*** Block opens ***
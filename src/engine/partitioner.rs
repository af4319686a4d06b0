//! Deterministic key → reducer routing

use super::{EngineError, EngineResult};
use sha2::{Digest, Sha256};
use std::fmt;

/// Routes a record key to one of `R` reducers.
///
/// The route is the first eight bytes of the SHA-256 digest of the key's text
/// encoding, big-endian, modulo `R`. It depends on nothing but the key bytes,
/// so every stage, thread and process agrees on it.
#[derive(Debug, Clone, Copy, PartialEq, Eq)]
pub struct Partitioner {
    reducers: usize,
}

impl Partitioner {
    pub fn new(reducers: usize) -> EngineResult<Self> {
        if reducers == 0 {
            return Err(EngineError::InvalidReducerCount(reducers));
        }
        Ok(Self { reducers })
    }

    pub fn reducers(&self) -> usize {
        self.reducers
    }

    /// Reducer index for raw key bytes
    pub fn partition_bytes(&self, key: &[u8]) -> usize {
        let digest = Sha256::digest(key);
        let mut head = [0u8; 8];
        head.copy_from_slice(&digest[..8]);
        (u64::from_be_bytes(head) % self.reducers as u64) as usize
    }

    /// Reducer index for a typed key, hashed through its record encoding
    pub fn partition<K: fmt::Display + ?Sized>(&self, key: &K) -> usize {
        self.partition_bytes(key.to_string().as_bytes())
    }
}
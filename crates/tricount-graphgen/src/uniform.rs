//! Uniformly random simple graphs

use super::{canonical, GenError, GenResult, GeneratedGraph};
use rand::prelude::*;
use std::collections::HashSet;

/// `edges` distinct edges between vertices `1..=vertices`, chosen uniformly.
///
/// Sparse requests sample pairs with rejection; requests above half of the
/// complete graph shuffle the full pair list instead.
pub fn uniform_random(vertices: u64, edges: u64, seed: u64) -> GenResult<GeneratedGraph> {
    if vertices < 2 {
        return Err(GenError::TooFewVertices(vertices));
    }
    // saturates for vertex counts whose complete graph exceeds u64 edges
    let max = u64::try_from(u128::from(vertices) * u128::from(vertices - 1) / 2)
        .unwrap_or(u64::MAX);
    if edges > max {
        return Err(GenError::TooManyEdges {
            requested: edges,
            vertices,
            max,
        });
    }

    let mut rng = StdRng::seed_from_u64(seed);
    let edges = if edges.saturating_mul(2) > max {
        let mut all: Vec<(u64, u64)> = (1..=vertices)
            .flat_map(|u| (u + 1..=vertices).map(move |v| (u, v)))
            .collect();
        all.shuffle(&mut rng);
        all.truncate(edges as usize);
        all
    } else {
        let mut seen = HashSet::with_capacity(edges as usize);
        let mut list = Vec::with_capacity(edges as usize);
        while (list.len() as u64) < edges {
            let u = rng.gen_range(1..=vertices);
            let v = rng.gen_range(1..=vertices);
            if u == v {
                continue;
            }
            let edge = canonical(u, v);
            if seen.insert(edge) {
                list.push(edge);
            }
        }
        list
    };

    Ok(GeneratedGraph { vertices, edges })
}
//! Edge, degree and adjacency records

use super::{fields, parse_count, RecordError, RecordResult};
use crate::graph::{Edge, Vertex};
use std::fmt;

/// Parse an `u v` edge line into its canonical edge
pub fn parse_edge(line: &str) -> RecordResult<Edge> {
    let [u, v] = fields::<2>(line)?;
    Ok(Edge::new(Vertex::new(u)?, Vertex::new(v)?)?)
}

/// `v\td`: total degree of one vertex
#[derive(Debug, Clone, PartialEq, Eq)]
pub struct DegreeRecord {
    pub vertex: Vertex,
    pub degree: u64,
}

impl DegreeRecord {
    pub fn parse(line: &str) -> RecordResult<Self> {
        let [vertex, degree] = fields::<2>(line)?;
        Ok(DegreeRecord {
            vertex: Vertex::new(vertex)?,
            degree: parse_count(degree)?,
        })
    }
}

impl fmt::Display for DegreeRecord {
    fn fmt(&self, f: &mut fmt::Formatter<'_>) -> fmt::Result {
        write!(f, "{}\t{}", self.vertex, self.degree)
    }
}

/// `u\tn1,n2,...`: forward adjacency list of `u`
#[derive(Debug, Clone, PartialEq, Eq)]
pub struct AdjacencyRecord {
    pub vertex: Vertex,
    pub neighbors: Vec<Vertex>,
}

impl AdjacencyRecord {
    pub fn parse(line: &str) -> RecordResult<Self> {
        let [vertex, neighbors] = fields::<2>(line)?;
        let neighbors = neighbors
            .split(',')
            .map(Vertex::new)
            .collect::<Result<Vec<_>, _>>()
            .map_err(RecordError::from)?;
        Ok(AdjacencyRecord {
            vertex: Vertex::new(vertex)?,
            neighbors,
        })
    }
}

impl fmt::Display for AdjacencyRecord {
    fn fmt(&self, f: &mut fmt::Formatter<'_>) -> fmt::Result {
        write!(f, "{}\t", self.vertex)?;
        for (i, n) in self.neighbors.iter().enumerate() {
            if i > 0 {
                f.write_str(",")?;
            }
            write!(f, "{}", n)?;
        }
        Ok(())
    }
}
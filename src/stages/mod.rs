//! The four triangle-counting stages
//!
//! 1. `degree`: total degree per vertex
//! 2. `orient`: forward adjacency lists under the `(degree, vertex)` order
//! 3. `wedge`: wedges from adjacency lists, closed against the real edges
//! 4. `aggregate`: global and per-vertex sums
//!
//! Each module exposes its mappers and reducers plus a `*_job` constructor
//! that wires them into a `StageJob`.

pub mod aggregate;
pub mod degree;
pub mod orient;
pub mod wedge;

pub use aggregate::{aggregate_job, ContributionMapper, TallyReducer, TriangleReport, TriangleTally};
pub use degree::{degree_job, DegreeMapper, DegreeReducer};
pub use orient::{orient_job, AdjacencyReducer, DegreeTable, OrientMapper};
pub use wedge::{wedge_job, ClosingReducer, EdgeMarkerMapper, WitnessMapper};

use crate::config::InputPolicy;
use crate::engine::{MapContext, TaskError, TaskResult};
use crate::graph::{Edge, GraphError};
use crate::record::{parse_edge, RecordError};

pub const DEGREE_STAGE: &str = "degree";
pub const ORIENT_STAGE: &str = "orient";
pub const WEDGE_STAGE: &str = "wedge";
pub const AGGREGATE_STAGE: &str = "aggregate";

/// Stage names in run order
pub const STAGES: [&str; 4] = [DEGREE_STAGE, ORIENT_STAGE, WEDGE_STAGE, AGGREGATE_STAGE];

/// Decode an edge line the way every edge-reading mapper does.
///
/// Malformed lines are skipped on the context. Self-loops are fatal under the
/// strict policy and skipped otherwise.
pub(crate) fn read_edge<K, V>(
    line: &str,
    policy: InputPolicy,
    ctx: &mut MapContext<K, V>,
) -> TaskResult<Option<Edge>> {
    match parse_edge(line) {
        Ok(edge) => Ok(Some(edge)),
        Err(RecordError::Graph(GraphError::SelfLoop(_))) if policy == InputPolicy::Strict => {
            Err(TaskError::SelfLoop {
                record: line.to_string(),
            })
        }
        Err(err) => {
            ctx.skip(line, &err);
            Ok(None)
        }
    }
}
*** Block closes ***
#### Task details:
Count the lines above in which the word "lists" appears, then state only that count.

#### Completed exercise:
2